use chrono::{DateTime, Utc};
use serde::{Deserialize, Serialize};

use crate::analysis::company::CompanyInsights;
use crate::analysis::fit_scoring::FitScore;
use crate::analysis::matching::MatchAnalysis;
use crate::analysis::requirements::ParsedRequirements;
use crate::models::job::JobPosting;

const MAX_TALKING_POINTS: usize = 5;
const MAX_GAPS_TO_ADDRESS: usize = 5;
const MAX_INTERVIEW_QUESTIONS: usize = 5;

/// Analysis-stage output for one (job, profile) pair. Never persisted here.
#[derive(Debug, Clone, PartialEq, Serialize, Deserialize)]
#[serde(rename_all = "camelCase")]
pub struct MatchReport {
    pub job_id: String,
    pub job_title: String,
    pub company: String,
    pub requirements: ParsedRequirements,
    pub company_insights: CompanyInsights,
    pub match_analysis: MatchAnalysis,
    pub fit_score: FitScore,
    pub talking_points: Vec<String>,
    pub gaps_to_address: Vec<String>,
    pub interview_questions: Vec<String>,
    pub generated_at: DateTime<Utc>,
}

impl MatchReport {
    /// Assembles a report and synthesizes talking points, gaps, and interview questions.
    pub fn assemble(
        job: &JobPosting,
        requirements: ParsedRequirements,
        company_insights: CompanyInsights,
        match_analysis: MatchAnalysis,
        fit_score: FitScore,
    ) -> Self {
        let talking_points = talking_points(&match_analysis);
        let gaps_to_address = gaps_to_address(&requirements, &match_analysis);
        let interview_questions = interview_questions(&requirements, &match_analysis);

        Self {
            job_id: job.id.clone(),
            job_title: job.title.clone(),
            company: job.company.clone(),
            requirements,
            company_insights,
            match_analysis,
            fit_score,
            talking_points,
            gaps_to_address,
            interview_questions,
            generated_at: Utc::now(),
        }
    }

    /// Stand-in report for a job whose analysis or generation failed.
    pub fn degraded(job: &JobPosting, reason: &str) -> Self {
        Self {
            job_id: job.id.clone(),
            job_title: job.title.clone(),
            company: job.company.clone(),
            requirements: ParsedRequirements::default(),
            company_insights: CompanyInsights::unavailable(job),
            match_analysis: MatchAnalysis::default(),
            fit_score: FitScore::failed(reason),
            talking_points: vec![],
            gaps_to_address: vec![],
            interview_questions: vec![],
            generated_at: Utc::now(),
        }
    }

    /// Red flags from both the posting and the company evaluation.
    pub fn red_flags(&self) -> Vec<&str> {
        self.requirements
            .red_flags
            .iter()
            .chain(self.company_insights.red_flags.iter())
            .map(String::as_str)
            .collect()
    }
}

fn talking_points(analysis: &MatchAnalysis) -> Vec<String> {
    let strong = analysis.strong_matches.iter().map(|m| {
        if m.evidence.is_empty() {
            format!("Direct experience with {}", m.requirement)
        } else {
            format!("Direct experience with {} ({})", m.requirement, m.evidence)
        }
    });
    let transferable = analysis
        .transferable_skills
        .iter()
        .map(|s| format!("{s} experience transfers to the stack they use"));

    strong.chain(transferable).take(MAX_TALKING_POINTS).collect()
}

/// Must-have gaps first, then the rest in their original order.
fn gaps_to_address(requirements: &ParsedRequirements, analysis: &MatchAnalysis) -> Vec<String> {
    let is_must = |gap: &String| {
        requirements
            .must_have
            .iter()
            .any(|m| m.eq_ignore_ascii_case(gap))
    };
    let (must, other): (Vec<&String>, Vec<&String>) = analysis.gaps.iter().partition(|g| is_must(*g));

    must.into_iter()
        .chain(other)
        .take(MAX_GAPS_TO_ADDRESS)
        .cloned()
        .collect()
}

fn interview_questions(requirements: &ParsedRequirements, analysis: &MatchAnalysis) -> Vec<String> {
    let from_responsibilities = requirements
        .responsibilities
        .iter()
        .map(|r| format!("Tell me about a time you had to {}.", lowercase_first(r)));
    let from_stack = requirements
        .tech_stack
        .iter()
        .map(|t| format!("How have you used {t} in production, and what trade-offs did you hit?"));
    let from_gaps = analysis
        .gaps
        .iter()
        .map(|g| format!("How would you ramp up on {g}?"));

    from_responsibilities
        .chain(from_stack)
        .chain(from_gaps)
        .take(MAX_INTERVIEW_QUESTIONS)
        .collect()
}

fn lowercase_first(text: &str) -> String {
    let text = text.trim().trim_end_matches('.');
    let mut chars = text.chars();
    match chars.next() {
        Some(first) => first.to_lowercase().chain(chars).collect(),
        None => String::new(),
    }
}
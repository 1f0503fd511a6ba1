//! Axum route handlers for the Applications API.

use axum::{extract::State, Json};
use serde::{Deserialize, Serialize};

use crate::analysis::report::MatchReport;
use crate::errors::AppError;
use crate::generation::kit::ApplicationKit;
use crate::models::application::{ApplicationRequest, ApplicationResponse};
use crate::models::job::JobPosting;
use crate::state::AppState;

// ────────────────────────────────────────────────────────────────────────────
// Request / Response types
// ────────────────────────────────────────────────────────────────────────────

#[derive(Debug, Deserialize)]
#[serde(rename_all = "camelCase")]
pub struct CheckFitRequest {
    pub job: JobPosting,
    pub request: ApplicationRequest,
}

#[derive(Debug, Serialize)]
#[serde(rename_all = "camelCase")]
pub struct CheckFitResponse {
    pub match_report: MatchReport,
}

#[derive(Debug, Deserialize)]
#[serde(rename_all = "camelCase")]
pub struct MaterialsRequest {
    pub match_report: MatchReport,
    pub request: ApplicationRequest,
}

#[derive(Debug, Serialize)]
#[serde(rename_all = "camelCase")]
pub struct MaterialsResponse {
    pub application_kit: ApplicationKit,
}

// ────────────────────────────────────────────────────────────────────────────
// Handlers
// ────────────────────────────────────────────────────────────────────────────

/// POST /api/v1/applications
///
/// Runs analysis for every job, and generation where the intent and fit allow it.
pub async fn handle_process_application(
    State(state): State<AppState>,
    Json(request): Json<ApplicationRequest>,
) -> Result<Json<ApplicationResponse>, AppError> {
    let response = state.orchestrator.process_application(&request).await?;
    Ok(Json(response))
}

/// POST /api/v1/applications/check-fit
pub async fn handle_check_fit(
    State(state): State<AppState>,
    Json(body): Json<CheckFitRequest>,
) -> Result<Json<CheckFitResponse>, AppError> {
    let match_report = state.orchestrator.check_fit(&body.job, &body.request).await?;
    Ok(Json(CheckFitResponse { match_report }))
}

/// POST /api/v1/applications/materials
///
/// Generates a kit from a report returned earlier by check-fit.
pub async fn handle_generate_materials(
    State(state): State<AppState>,
    Json(body): Json<MaterialsRequest>,
) -> Result<Json<MaterialsResponse>, AppError> {
    let application_kit = state
        .orchestrator
        .generate_materials(&body.match_report, &body.request)
        .await?;
    Ok(Json(MaterialsResponse { application_kit }))
}
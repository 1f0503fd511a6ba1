//! ATS scoring: how many of the posting's keywords survive into the generated resume.

use crate::analysis::matching::mentions;
use crate::analysis::requirements::ParsedRequirements;

/// Percentage of must-have and stack keywords mentioned in `resume_markdown`.
/// Returns 0 when the posting has no keywords to check.
pub fn ats_score(resume_markdown: &str, requirements: &ParsedRequirements) -> u32 {
    let keywords = requirements.keywords();
    if keywords.is_empty() {
        return 0;
    }

    let text = resume_markdown.to_lowercase();
    let hits = keywords
        .iter()
        .filter(|k| mentions(&text, &k.to_lowercase()))
        .count();

    ((hits as f64 / keywords.len() as f64) * 100.0).round() as u32
}

/// Keywords missing from the resume, in requirement order.
pub fn missing_keywords<'a>(resume_markdown: &str, requirements: &'a ParsedRequirements) -> Vec<&'a str> {
    let text = resume_markdown.to_lowercase();
    requirements
        .keywords()
        .into_iter()
        .filter(|k| !mentions(&text, &k.to_lowercase()))
        .collect()
}

#[cfg(test)]
mod tests {
    use super::*;

    fn requirements() -> ParsedRequirements {
        ParsedRequirements {
            must_have: vec!["Rust".to_string(), "PostgreSQL".to_string()],
            tech_stack: vec!["Rust".to_string(), "Kubernetes".to_string(), "Go".to_string()],
            ..Default::default()
        }
    }

    #[test]
    fn test_full_coverage_scores_100() {
        let resume = "## Skills\nRust, PostgreSQL, Kubernetes, Go";
        assert_eq!(ats_score(resume, &requirements()), 100);
    }

    #[test]
    fn test_partial_coverage() {
        // 2 of 4 unique keywords
        let resume = "Built services in Rust backed by PostgreSQL at Google";
        assert_eq!(ats_score(resume, &requirements()), 50);
        assert_eq!(missing_keywords(resume, &requirements()), vec!["Kubernetes", "Go"]);
    }

    #[test]
    fn test_no_keywords_scores_zero() {
        assert_eq!(ats_score("anything", &ParsedRequirements::default()), 0);
    }
}
// Analysis stage: requirement parsing, company evaluation, profile matching, fit scoring.
// All LLM calls go through llm_client: no direct provider calls here.

pub mod agent;
pub mod company;
pub mod fit_scoring;
pub mod matching;
pub mod prompts;
pub mod report;
pub mod requirements;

■ **About this exercise**
Give every line of the material that includes the string "mentions".

■ **Answer section**
use crate::analysis::matching::mentions;
        .filter(|k| mentions(&text, &k.to_lowercase()))
        .filter(|k| !mentions(&text, &k.to_lowercase()))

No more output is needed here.